A method for computing the overall statistical significance of a treatment effect among a group of genes
2006

Evaluating Treatment Effects on Gene Groups

publication Evidence: moderate

Author Information

Author(s): Robert Delongchamp, Taewon Lee, Cruz Velasco

Primary Institution: Division of Biometry and Risk Assessment, National Center for Toxicological Research, Jefferson, Arkansas, USA

Hypothesis

Can we reliably assess the statistical significance of treatments on groups of genes using adjusted methods for correlation?

Conclusion

Reliable corrections for the effect of correlations among genes on the significance level of a GO term can be constructed for a one-sided alternative hypothesis.

Supporting Evidence

  • Computer simulations demonstrated that correlations among genes invalidate many statistical methods commonly used to assign significance to GO terms.
  • Meta-analysis methods for combining p-values were modified to adjust for correlation.
  • The bias of naïve significance calculations can be greatly decreased although not eliminated.

Takeaway

When scientists look at how treatments affect groups of genes, they need to be careful because genes can influence each other.
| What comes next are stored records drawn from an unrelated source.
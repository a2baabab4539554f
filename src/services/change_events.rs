//! Single publish point for row changes. Services call these after a write
//! succeeded; listing views and chat streams consume them from the feed.

use crate::{
    dao::models::{GameEntity, MessageEntity, ProfileEntity},
    state::{ChangeFeed, ChangeKind, Table},
};

/// Announce a newly scheduled game.
pub fn game_inserted(feed: &ChangeFeed, game: &GameEntity) {
    feed.publish(ChangeKind::Insert, Table::Games, Some(game), None);
}

/// Announce an edit, roster change or status change.
pub fn game_updated(feed: &ChangeFeed, previous: &GameEntity, updated: &GameEntity) {
    feed.publish(ChangeKind::Update, Table::Games, Some(updated), Some(previous));
}

/// Announce a deleted game.
pub fn game_deleted(feed: &ChangeFeed, game: &GameEntity) {
    feed.publish(ChangeKind::Delete, Table::Games, None, Some(game));
}

/// Announce a new chat message.
pub fn message_inserted(feed: &ChangeFeed, message: &MessageEntity) {
    feed.publish(ChangeKind::Insert, Table::GameMessages, Some(message), None);
}

/// Announce a created or edited profile.
pub fn profile_saved(feed: &ChangeFeed, previous: Option<&ProfileEntity>, saved: &ProfileEntity) {
    let kind = if previous.is_some() {
        ChangeKind::Update
    } else {
        ChangeKind::Insert
    };
    feed.publish(kind, Table::Profiles, Some(saved), previous);
}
This study shows how to better measure these effects.

Methodology

The study uses computer simulations and meta-analysis methods to adjust for correlations among genes when assessing treatment effects.

Potential Biases

The naïve significance calculations can overstate the significance due to correlations among genes.

Limitations

The methods may not be applicable to very small sample sizes, and the correlation structure must be estimated from limited data.